**** Records shown

use gymweg::client::GymClient;
use gymweg::types::{Credentials, Lesson};

#[tokio::main(flavor = "current_thread")]
#[cfg_attr(feature = "multi", allow(unused_mut))]
async fn main() {
    tracing_subscriber::fmt()
        .with_env_filter(
            std::env::var("GYMWEG_LOG").unwrap_or_else(|_| "gymweg=info".into()),
        )
        .init();

    let (Ok(email), Ok(password)) = (std::env::var("GYM_EMAIL"), std::env::var("GYM_PASSWORD"))
    else {
        eprintln!("GYM_EMAIL and GYM_PASSWORD must be set.");
        return;
    };

    let mut gym = GymClient::builder().try_build().unwrap();
    let credentials = Credentials::new(email, password);

    // Look around first, the same way the site would be browsed.
    gym.prime_session().await.unwrap();
    gym.login(Some(&credentials), false).await.unwrap();
    match gym.list_clubs().await {
        Ok(clubs) => println!("Clubs: {clubs}"),
        Err(e) => println!("Couldn't get clubs: {e}"),
    }
    _ = gym.logout().await;

    // Then book from start to finish.
    let lesson = Lesson::new("8291734", "Muay Thai", "18:30");
    match gym.book_class(&credentials, &lesson).await {
        Ok(res) => println!("Booked {lesson}: {res}"),
        Err(e) => println!("Got an error when trying to book {lesson}: {e}"),
    }
}
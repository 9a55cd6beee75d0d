#[cfg(feature = "multi")]
use parking_lot::Mutex;
use std::time::Duration;

use reqwest::header::{COOKIE, USER_AGENT};
use reqwest::{Client, IntoUrl, RequestBuilder};
use url::Url;

use crate::types;

pub(crate) enum ReqType<U: IntoUrl> {
    Post(U),
    Get(U),
}

pub(crate) struct GymClientData {
    #[cfg(feature = "multi")]
    pub cookies: Mutex<String>,
    #[cfg(not(feature = "multi"))]
    pub cookies: String,
    pub client: Client,
    pub base_url: Url,
    pub user_agent: String,
    pub timeout: Option<Duration>,
}

impl GymClientData {
    /// A snapshot of the current session cookies.
    ///
    /// # Returns
    /// The cookies.
    pub fn cookies(&self) -> String {
        #[cfg(feature = "multi")]
        {
            self.cookies.lock().clone()
        }
        #[cfg(not(feature = "multi"))]
        {
            self.cookies.clone()
        }
    }

    /// Resolves an endpoint against the base URL.
    ///
    /// # Parameters
    /// - `path`: The endpoint, relative to the base URL.
    ///
    /// # Returns
    /// The full URL.
    pub fn endpoint(&self, path: &str) -> types::Result<Url> {
        Ok(self.base_url.join(path)?)
    }

    /// Makes a request with the desired request type, attaching the session cookies.
    ///
    /// # Parameters
    /// - `req_type`: The request type.
    ///
    /// # Returns
    /// A request builder that can further be built on top of, if needed.
    pub fn req<U: IntoUrl>(&self, req_type: ReqType<U>) -> RequestBuilder {
        let cookies = self.cookies();
        let req = self.req_without_cookies(req_type);
        if cookies.is_empty() {
            req
        } else {
            req.header(COOKIE, cookies)
        }
    }

    /// Makes a request with the desired request type, without any cookies. This is only
    /// useful for getting a fresh set of session cookies.
    ///
    /// # Parameters
    /// - `req_type`: The request type.
    ///
    /// # Returns
    /// A request builder that can further be built on top of, if needed.
    pub fn req_without_cookies<U: IntoUrl>(&self, req_type: ReqType<U>) -> RequestBuilder {
        let mut req = match req_type {
            ReqType::Post(u) => self.client.post(u),
            ReqType::Get(u) => self.client.get(u),
        }
        .header(USER_AGENT, self.user_agent.as_str());

        if let Some(timeout) = self.timeout {
            req = req.timeout(timeout);
        }

        req
    }
}
use std::time::Duration;

use reqwest::redirect::Policy;
use reqwest::Client;
use url::Url;

use crate::client::request_data::GymClientData;
use crate::client::GymClient;
use crate::constants::{DEFAULT_BASE_URL, MY_USER_AGENT};
use crate::types;

/// A builder for the `GymClient`. This should be used to construct a new client.
///
/// # Example
/// ```rust
/// use std::time::Duration;
/// use gymweg::client::GymClient;
///
/// let client = GymClient::builder()
///     .with_base_url("https://gymbox.legendonlineservices.co.uk/enterprise")
///     .with_timeout(Duration::from_secs(10))
///     .try_build();
///
/// assert!(client.is_ok());
/// ```
pub struct GymClientBuilder {
    cookies: String,
    client: Option<Client>,
    base_url: String,
    user_agent: String,
    timeout: Option<Duration>,
}

impl GymClientBuilder {
    /// Constructs a `GymClientBuilder` with the default base URL and user agent, no
    /// timeout, and no cookies.
    ///
    /// # Returns
    /// A `GymClientBuilder`.
    pub fn new() -> Self {
        Self {
            cookies: String::new(),
            client: None,
            base_url: DEFAULT_BASE_URL.to_owned(),
            user_agent: MY_USER_AGENT.to_owned(),
            timeout: None,
        }
    }

    /// Sets the cookies to the specified cookies. Use this to resume a session that was
    /// started elsewhere.
    ///
    /// # Parameters
    /// - `cookies`: The session cookies, formatted as a `Cookie` header value.
    ///
    /// # Returns
    /// The builder.
    pub fn with_cookies(mut self, cookies: impl Into<String>) -> Self {
        self.cookies = cookies.into();
        self
    }

    /// Sets the client to the specified client.
    ///
    /// The site answers logins, logouts and payments with redirects, and those status
    /// codes are checked. Make sure the client does _not_ follow redirects.
    ///
    /// # Parameters
    /// - `client`: The client to use.
    ///
    /// # Returns
    /// The builder.
    pub fn with_client(mut self, client: Client) -> Self {
        self.client = Some(client);
        self
    }

    /// Sets the base URL that every endpoint is relative to.
    ///
    /// # Parameters
    /// - `base_url`: The base URL. A trailing `/` is added if it's missing.
    ///
    /// # Returns
    /// The builder.
    pub fn with_base_url(mut self, base_url: impl Into<String>) -> Self {
        self.base_url = base_url.into();
        self
    }

    /// Sets the user agent to the specified user agent.
    ///
    /// # Parameters
    /// - `user_agent`: The user agent to use.
    ///
    /// # Returns
    /// The builder.
    pub fn with_user_agent(mut self, user_agent: impl Into<String>) -> Self {
        self.user_agent = user_agent.into();
        self
    }

    /// Sets the timeout for every request. Without one, the client's own timeout (if
    /// any) applies.
    ///
    /// # Parameters
    /// - `timeout`: The timeout to use.
    ///
    /// # Returns
    /// The builder.
    pub fn with_timeout(mut self, timeout: Duration) -> Self {
        self.timeout = Some(timeout);
        self
    }

    /// Attempts to build the client.
    ///
    /// # Returns
    /// The `GymClient`, or an error if the base URL is malformed or the default
    /// HTTP client could not be created.
    pub fn try_build(self) -> types::Result<GymClient> {
        let client = match self.client {
            Some(client) => client,
            None => default_client()?,
        };

        Ok(GymClient {
            data: GymClientData {
                #[cfg(feature = "multi")]
                cookies: parking_lot::Mutex::new(self.cookies),
                #[cfg(not(feature = "multi"))]
                cookies: self.cookies,
                client,
                base_url: parse_base_url(&self.base_url)?,
                user_agent: self.user_agent,
                timeout: self.timeout,
            },
        })
    }
}

impl Default for GymClientBuilder {
    fn default() -> Self {
        Self::new()
    }
}

/// Creates a client that leaves redirects alone, so that a `302` can be seen.
///
/// # Returns
/// The client.
pub(crate) fn default_client() -> reqwest::Result<Client> {
    Client::builder().redirect(Policy::none()).build()
}

/// Parses the base URL, making sure it ends with `/` so that endpoints are joined onto
/// it instead of replacing its last segment.
///
/// # Parameters
/// - `base_url`: The base URL.
///
/// # Returns
/// The parsed URL.
pub(crate) fn parse_base_url(base_url: &str) -> types::Result<Url> {
    let mut url = Url::parse(base_url)?;
    if !url.path().ends_with('/') {
        let path = format!("{}/", url.path());
        url.set_path(&path);
    }

    Ok(url)
}
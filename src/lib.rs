pub mod client;
mod constants;
pub mod types;
pub mod util;

// Re-exporting these dependencies since they might be helpful for building a client or
// parsing the raw responses.
pub use reqwest;
pub use serde;
pub use serde_json;
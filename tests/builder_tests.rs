use std::time::Duration;

use gymweg::client::GymClient;
use gymweg::types::GymError;
use reqwest::Client;

#[test]
fn success_construct_client() {
    let client = GymClient::builder()
        .with_client(Client::new())
        .with_timeout(Duration::from_secs(5))
        .try_build();
    assert!(client.is_ok());
}

#[test]
fn fail_construct_client_bad_url() {
    let client = GymClient::builder().with_base_url("not a url").try_build();
    assert!(matches!(client, Err(GymError::UrlParseError(_))));
}

#[test]
fn new_client_has_no_session() {
    let client = GymClient::new(Client::new()).unwrap();
    assert!(client.session_cookies().is_empty());
}

#[test]
fn construct_client_with_cookies() {
    let client = GymClient::builder()
        .with_cookies("ASP.NET_SessionId=abc; APP_LGD_COOKIE_TEST=true")
        .try_build()
        .unwrap();
    assert_eq!(
        "ASP.NET_SessionId=abc; APP_LGD_COOKIE_TEST=true",
        client.session_cookies()
    );
}

#[test]
#[cfg(not(feature = "multi"))]
fn set_cookies_replaces_session() {
    let mut client = GymClient::builder().with_cookies("a=b").try_build().unwrap();
    client.set_cookies("Responsive=1; APP_LGD_COOKIE_TEST=true");
    assert_eq!("Responsive=1; APP_LGD_COOKIE_TEST=true", client.session_cookies());
}

#[test]
#[cfg(feature = "multi")]
fn set_cookies_replaces_session() {
    let client = GymClient::builder().with_cookies("a=b").try_build().unwrap();
    client.set_cookies("Responsive=1; APP_LGD_COOKIE_TEST=true");
    assert_eq!("Responsive=1; APP_LGD_COOKIE_TEST=true", client.session_cookies());
}
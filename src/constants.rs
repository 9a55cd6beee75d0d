pub(crate) const MY_USER_AGENT: &str =
    "Mozilla/5.0 (Macintosh; Intel Mac OS X 10_12_4) AppleWebKit/537.36 (KHTML, \
like Gecko) Chrome/58.0.3029.110 Safari/537.36";

/// The site that every endpoint below is relative to.
pub(crate) const DEFAULT_BASE_URL: &str = "https://gymbox.legendonlineservices.co.uk/enterprise/";

// Endpoints, relative to the base URL. The casing is what the site expects.
pub(crate) const LOGIN: &str = "account/login";
pub(crate) const LOGOUT: &str = "Account/Logout";
pub(crate) const TIMETABLE: &str = "BookingsCentre/MemberTimetable";
pub(crate) const ADD_BOOKING: &str = "BookingsCentre/AddBooking";
pub(crate) const ACTIVE_NOTICES: &str = "notices/activenotices";
pub(crate) const FACILITIES: &str = "mobile/getfacilities";
pub(crate) const BASKET: &str = "Basket/";
pub(crate) const BASKET_PAY: &str = "Basket/Pay";
pub(crate) const PAYMENT_CONFIRMED: &str = "basket/paymentconfirmed";

/// The only cookies the site needs to recognize a session.
pub(crate) const SESSION_COOKIES: [&str; 4] = [
    "ASP.NET_SessionId",
    "LegendOnlineAffinity",
    "Responsive",
    "APP_LGD_COOKIE_TEST",
];

/// Always sent, regardless of what the server issued.
pub(crate) const COOKIE_TEST_FLAG: &str = "APP_LGD_COOKIE_TEST=true";

/// Present somewhere in the login page when the credentials were rejected.
pub(crate) const LOGIN_FAILED_MARKER: &str = "Login failed";

pub(crate) const LOGIN_EMAIL_FIELD: &str = "login.Email";
pub(crate) const LOGIN_PASSWORD_FIELD: &str = "login.Password";

pub(crate) const LOGIN_ACCEPT_LANGUAGE: &str = "en-GB,en;q=0.9,es;q=0.8";
pub(crate) const BASKET_ACCEPT: &str =
    "text/html,application/xhtml+xml,application/xml;q=0.9,image/webp,*/*;q=0.8";
pub(crate) const BASKET_ACCEPT_ENCODING: &str = "gzip, deflate, sdch, br";
pub(crate) const BASKET_ACCEPT_LANGUAGE: &str = "en,fr-FR;q=0.8,fr;q=0.6,en-US;q=0.4";
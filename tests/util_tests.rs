#[cfg(test)]
mod cookie_tests {
    use gymweg::util::extract_session_cookies;

    #[test]
    pub fn test_keeps_only_session_cookies() {
        let set_cookies = [
            "ASP.NET_SessionId=w3k1qz; path=/; HttpOnly",
            "__cfduid=d41d8cd98f; expires=Fri, 01-Jan-2027 00:00:00 GMT; path=/",
            "LegendOnlineAffinity=7f1c; path=/; HttpOnly",
            "Responsive=1; path=/",
            "_ga=GA1.3.1; path=/",
        ];

        assert_eq!(
            "ASP.NET_SessionId=w3k1qz; LegendOnlineAffinity=7f1c; Responsive=1; \
APP_LGD_COOKIE_TEST=true",
            extract_session_cookies(&set_cookies)
        );
    }

    #[test]
    pub fn test_keeps_header_order() {
        let set_cookies = [
            "Responsive=1; path=/",
            "ASP.NET_SessionId=abc; path=/",
        ];

        assert_eq!(
            "Responsive=1; ASP.NET_SessionId=abc; APP_LGD_COOKIE_TEST=true",
            extract_session_cookies(&set_cookies)
        );
    }

    #[test]
    pub fn test_no_cookies() {
        let set_cookies: [&str; 0] = [];
        assert_eq!(
            "APP_LGD_COOKIE_TEST=true",
            extract_session_cookies(&set_cookies)
        );
    }

    #[test]
    pub fn test_server_cookie_test_flag_is_kept() {
        let set_cookies = ["APP_LGD_COOKIE_TEST=true; path=/"];
        assert_eq!(
            "APP_LGD_COOKIE_TEST=true; APP_LGD_COOKIE_TEST=true",
            extract_session_cookies(&set_cookies)
        );
    }

    #[test]
    pub fn test_attributes_are_never_kept() {
        // Only the first segment counts, even if an attribute looks like a session cookie.
        let set_cookies = ["tracking=1; Responsive=1; path=/"];
        assert_eq!(
            "APP_LGD_COOKIE_TEST=true",
            extract_session_cookies(&set_cookies)
        );
    }

    #[test]
    pub fn test_name_must_match_exactly() {
        let set_cookies = [
            "ASP.NET_SessionId_old=abc; path=/",
            "NotResponsive=1; path=/",
            " Responsive=2 ; path=/",
        ];
        assert_eq!(
            "Responsive=2; APP_LGD_COOKIE_TEST=true",
            extract_session_cookies(&set_cookies)
        );
    }
}

#[cfg(test)]
mod cache_buster_tests {
    use gymweg::util::get_cache_buster;

    #[test]
    pub fn test_cache_buster_in_range() {
        for _ in 0..100 {
            let value = get_cache_buster().parse::<f64>().unwrap();
            assert!((0.0..1.0).contains(&value));
        }
    }
}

********

_Aim of the exercise:_ Using the entries above, repeat only the lines from the one containing "its last segment." through the one containing "use gymweg::types::GymError;", end lines included.

_Answer area:_
/// it instead of replacing its last segment.
///
/// # Parameters
/// - `base_url`: The base URL.
///
/// # Returns
/// The parsed URL.
pub(crate) fn parse_base_url(base_url: &str) -> types::Result<Url> {
    let mut url = Url::parse(base_url)?;
    if !url.path().ends_with('/') {
        let path = format!("{}/", url.path());
        url.set_path(&path);
    }

    Ok(url)
}
filename src/lib.rs
pub mod client;
mod constants;
pub mod types;
pub mod util;

// Re-exporting these dependencies since they might be helpful for building a client or
// parsing the raw responses.
pub use reqwest;
pub use serde;
pub use serde_json;
filename tests/builder_tests.rs
use std::time::Duration;

use gymweg::client::GymClient;
use gymweg::types::GymError;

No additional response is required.